The same survey also revealed that over one-third of remote workers surveyed do not have basic password protection on all personal devices, which means getting access to personal devices won’t be too challenging for threat actors. This makes it imperative for organizations to have strong measures in place to ensure security of the critical business data.
At first, let’s understand the risks…
· Device theft: Personal devices, especially smartphones and tablets can get stolen and experienced hackers can easily break through the basic password protection and gain access to data stored in the devices.
· Absconding employees: Some of the employees abscond without serving the desired notice period and such abrupt departure can lead to unauthorized access to sensitive company information by unwanted sources.
· Vulnerable data transfer apps: Not all third-party data transfer apps are secured. If any of the employee is using a certain app that’s unapproved to transfer data, and this application is breached, there could be serious security threat once such device is connected to the office network.
· Unsecured Wi-Fi connection: Employees connect to Wi-Fi at any place, be it a cafe, airport etc. Most Wi-Fi networks are unsecured and hackers can easily get access to your company’s data by exploiting the loopholes in the network.
· Lack of or irregular security updates: Employees are not used to updating software/applications on regular basis which makes the devices more vulnerable to hacks.
10 tips to tackle the risks
The big question is how to protect your data when devices accessing your network are not entirely in your control? Here are some of the tips that can be handy:
1. Provide VPN access to your employees
2. Put multi-factor authentication in place
3. Discourage the use of Remote Desktop Server (RDS)
4. Backup portable devices’ content on a regular basis
5. Establish a comprehensive BYOD and mobile device security policies
6. Keep all devices updated with latest versions
7. Implement a strong and unique password policy across devices
8. Hold a periodic security awareness training for all personnel
9. Auto-lock feature must be enabled on all devices being used for official work
10. Sensitive business information must be encrypted at all times using reliable encryption software.

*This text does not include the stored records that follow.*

//! Federated Service Detail Tests

mod common;

use common::*;
use fleetview_common::action::ActionOutcome;
use fleetview_common::controller::{ResourceMode, ServiceDetailController};
use fleetview_common::federated::{ServiceInfo, WorkloadModule};
use fleetview_common::ConsoleContext;
use futures::poll;
use serde_json::{json, Value};
use std::cell::Cell;
use std::rc::Rc;

fn ctx() -> ConsoleContext {
    ConsoleContext::new("admin")
        .with_workspace("ws")
        .with_actions(["view", "edit", "delete"])
}

fn service(annotations: Value) -> Value {
    json!({
        "metadata": {
            "name": "reviews",
            "namespace": "demo",
            "labels": {"app": "bookinfo"},
            "annotations": annotations,
            "creationTimestamp": "2024-01-02T03:04:05Z"
        },
        "spec": {
            "template": {"spec": {"type": "ClusterIP", "selector": {"app": "reviews"}}},
            "placement": {"clusters": [{"name": "east"}, {"name": "west"}]}
        }
    })
}

fn workload_service() -> Value {
    service(json!({
        "kubesphere.io/workloadName": "reviews-v1",
        "kubesphere.io/alias-name": "Reviews",
        "kubesphere.io/creator": "admin"
    }))
}

fn page(
    api: Rc<FakeFederatedApi>,
    ui: &Ui,
    info_form: Rc<ScriptedForm<ServiceInfo>>,
) -> ServiceDetailController {
    ServiceDetailController::new(
        ctx(),
        "demo",
        "reviews",
        api,
        ui.collaborators(),
        info_form,
        ScriptedForm::new(Some),
    )
}

fn clusters(names: &[&str]) -> Vec<String> {
    names.iter().map(|c| c.to_string()).collect()
}

fn seed(api: &FakeFederatedApi, cluster: &str, ready: u32) {
    api.copies
        .borrow_mut()
        .insert(cluster.to_string(), cluster_resource(cluster, "reviews", 0, 0));
    api.workloads
        .borrow_mut()
        .insert(cluster.to_string(), cluster_resource(cluster, "reviews-v1", 3, ready));
}

#[tokio::test]
async fn test_detail_attributes() {
    let api = FakeFederatedApi::with_service(workload_service());
    let ui = Ui::new(true);
    let page = page(api, &ui, ScriptedForm::new(Some));

    page.load(Vec::new()).await;

    let view = page.view().unwrap();
    assert_eq!(view.title, "Reviews");
    assert_eq!(view.list_url, "/ws/federatedprojects/demo/services");
    let value = |name: &str| {
        view.attributes
            .iter()
            .find(|a| a.name == name)
            .map(|a| a.value.clone())
            .unwrap()
    };
    assert_eq!(value("Project"), "demo");
    assert_eq!(value("Application"), "bookinfo");
    assert_eq!(value("Creator"), "admin");
    assert!(value("Type").ends_with("(ClusterIP)"));
    assert!(!page.state().detail_loading);
}

#[tokio::test]
async fn test_workload_mode_reports_replicas_per_cluster() {
    let api = FakeFederatedApi::with_service(workload_service());
    seed(&api, "east", 3);
    seed(&api, "west", 2);
    let ui = Ui::new(true);
    let page = page(api, &ui, ScriptedForm::new(Some));

    page.load(clusters(&["east", "west"])).await;

    let state = page.state();
    assert_eq!(
        state.resource_mode(),
        ResourceMode::Workload {
            name: "reviews-v1".to_string(),
            module: WorkloadModule::Deployments
        }
    );
    let statuses = state.replica_statuses();
    assert_eq!(statuses.len(), 2);
    assert_eq!(statuses[0].text(), "3/3");
    assert!(statuses[0].healthy);
    assert_eq!(statuses[1].text(), "2/3");
    assert!(!statuses[1].healthy);
    assert!(!state.resources_loading);
}

#[tokio::test]
async fn test_copies_load_while_detail_is_pending() {
    let api = FakeFederatedApi::with_service(workload_service());
    *api.project_clusters.borrow_mut() = Some(clusters(&["east", "west", "south"]));
    seed(&api, "east", 3);
    seed(&api, "west", 3);
    seed(&api, "south", 1);
    let ui = Ui::new(true);
    let page = page(api.clone(), &ui, ScriptedForm::new(Some));

    let detail_gate = api.detail_gates.hold();
    let mut load = Box::pin(page.load_project());
    assert!(poll!(load.as_mut()).is_pending());

    // Every project cluster's copy is in before the template answers
    let state = page.state();
    assert!(state.detail_loading);
    assert!(state.detail.is_none());
    assert_eq!(state.clusters, clusters(&["east", "west", "south"]));
    assert_eq!(state.resources.keys().collect::<Vec<_>>(), vec!["east", "south", "west"]);
    assert!(state.resources_loading);

    detail_gate.send(()).unwrap();
    load.await;

    let state = page.state();
    assert!(!state.detail_loading);
    assert!(!state.resources_loading);
    assert_eq!(state.replica_statuses().len(), 3);
}

#[tokio::test]
async fn test_unreadable_project_falls_back_to_placement() {
    let api = FakeFederatedApi::with_service(workload_service());
    seed(&api, "east", 3);
    seed(&api, "west", 3);
    let ui = Ui::new(true);
    let page = page(api, &ui, ScriptedForm::new(Some));

    page.load_project().await;

    let state = page.state();
    assert_eq!(state.clusters, clusters(&["east", "west"]));
    assert_eq!(state.resources.keys().collect::<Vec<_>>(), vec!["east", "west"]);
    assert_eq!(state.replica_statuses().len(), 2);
    assert!(state.resource_errors.is_empty());
    assert!(!state.resources_loading);
}

#[tokio::test]
async fn test_pods_mode_without_workload_annotation() {
    let api = FakeFederatedApi::with_service(service(json!({})));
    api.copies
        .borrow_mut()
        .insert("east".to_string(), cluster_resource("east", "reviews", 0, 0));
    api.pods
        .borrow_mut()
        .insert("east".to_string(), vec![pod("reviews-abc", "node-1")]);
    let ui = Ui::new(true);
    let page = page(api, &ui, ScriptedForm::new(Some));

    page.load(clusters(&["east"])).await;

    let state = page.state();
    assert_eq!(state.resource_mode(), ResourceMode::Pods);
    assert!(state.workloads.is_empty());
    assert_eq!(state.pods["east"][0].name, "reviews-abc");
}

#[tokio::test]
async fn test_unreachable_cluster_does_not_hide_others() {
    let api = FakeFederatedApi::with_service(workload_service());
    seed(&api, "east", 3);
    let ui = Ui::new(true);
    let page = page(api, &ui, ScriptedForm::new(Some));

    page.load(clusters(&["east", "south"])).await;

    let state = page.state();
    assert!(state.resources.contains_key("east"));
    assert!(state.workloads.contains_key("east"));
    assert!(state.resource_errors.contains_key("south"));
    assert!(!state.resource_errors.contains_key("east"));
    assert!(state.detail.is_some());
}

#[tokio::test]
async fn test_refresh_cluster_merges_one_cluster() {
    let api = FakeFederatedApi::with_service(workload_service());
    seed(&api, "east", 3);
    seed(&api, "west", 1);
    let ui = Ui::new(true);
    let page = page(api.clone(), &ui, ScriptedForm::new(Some));
    page.load(clusters(&["east", "west"])).await;

    seed(&api, "west", 3);
    seed(&api, "east", 0);
    page.refresh_cluster("west").await;

    let state = page.state();
    assert_eq!(state.workloads["west"].ready_replicas, 3);
    assert_eq!(state.workloads["east"].ready_replicas, 3);
}

#[tokio::test]
async fn test_older_cluster_refresh_loses() {
    let api = FakeFederatedApi::with_service(workload_service());
    seed(&api, "west", 1);
    let ui = Ui::new(true);
    let page = page(api.clone(), &ui, ScriptedForm::new(Some));
    page.load(clusters(&["west"])).await;

    let older_gate = api.cluster_gates.hold();
    let newer_gate = api.cluster_gates.hold();
    api.copies
        .borrow_mut()
        .insert("west".to_string(), cluster_resource("west", "reviews", 2, 0));
    let mut older = Box::pin(page.refresh_cluster("west"));
    assert!(poll!(older.as_mut()).is_pending());

    api.copies
        .borrow_mut()
        .insert("west".to_string(), cluster_resource("west", "reviews", 5, 0));
    let mut newer = Box::pin(page.refresh_cluster("west"));
    assert!(poll!(newer.as_mut()).is_pending());

    newer_gate.send(()).unwrap();
    newer.await;
    older_gate.send(()).unwrap();
    older.await;

    assert_eq!(page.state().resources["west"].replicas, Some(5));
}

#[tokio::test]
async fn test_edit_info_patches_annotations() {
    let api = FakeFederatedApi::with_service(workload_service());
    let ui = Ui::new(true);
    let form = ScriptedForm::new(|mut info: ServiceInfo| {
        info.alias_name.clear();
        info.description = "Book reviews".to_string();
        Some(info)
    });
    let page = page(api.clone(), &ui, form.clone());
    page.load(Vec::new()).await;

    let outcome = page.edit_info().await;

    assert!(outcome.is_success());
    assert_eq!(form.shown.borrow()[0].alias_name, "Reviews");
    let annotations = &api.patches.borrow()[0]["metadata"]["annotations"];
    assert_eq!(annotations["kubesphere.io/alias-name"], Value::Null);
    assert_eq!(annotations["kubesphere.io/description"], "Book reviews");
}

#[tokio::test]
async fn test_delete_returns_to_service_list() {
    let api = FakeFederatedApi::with_service(workload_service());
    let ui = Ui::new(true);
    let page = page(api.clone(), &ui, ScriptedForm::new(Some));
    page.load(Vec::new()).await;

    let outcome = page.delete().await;

    assert_eq!(outcome, ActionOutcome::Succeeded(()));
    assert!(api.deleted.get());
    assert_eq!(ui.paths(), vec!["/ws/federatedprojects/demo/services"]);
}

#[tokio::test]
async fn test_declined_delete_stays() {
    let api = FakeFederatedApi::with_service(workload_service());
    let ui = Ui::new(false);
    let page = page(api.clone(), &ui, ScriptedForm::new(Some));

    assert_eq!(page.delete().await, ActionOutcome::Cancelled);
    assert!(!api.deleted.get());
    assert!(ui.paths().is_empty());
}

#[tokio::test]
async fn test_dispose_stops_updates() {
    let api = FakeFederatedApi::with_service(workload_service());
    seed(&api, "east", 3);
    let ui = Ui::new(true);
    let page = page(api, &ui, ScriptedForm::new(Some));
    let published = Rc::new(Cell::new(0));
    let counter = published.clone();
    page.subscribe(move |_| counter.set(counter.get() + 1));

    page.dispose();
    page.load(clusters(&["east"])).await;

    assert_eq!(published.get(), 0);
    assert!(page.state().detail.is_none());
    assert!(page.state().resources.is_empty());
}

The new “work from home” or “work from anywhere” norm blurs the lines between personal and official devices, putting both personal as well as business data in the firing line. However, despite the risks, the use of personal devices has its own benefits in terms of productivity due to the easy accessibility. Thus, instead of banning the use of personal devices for official work, getting clear policies and processes can make things more rewarding and effective.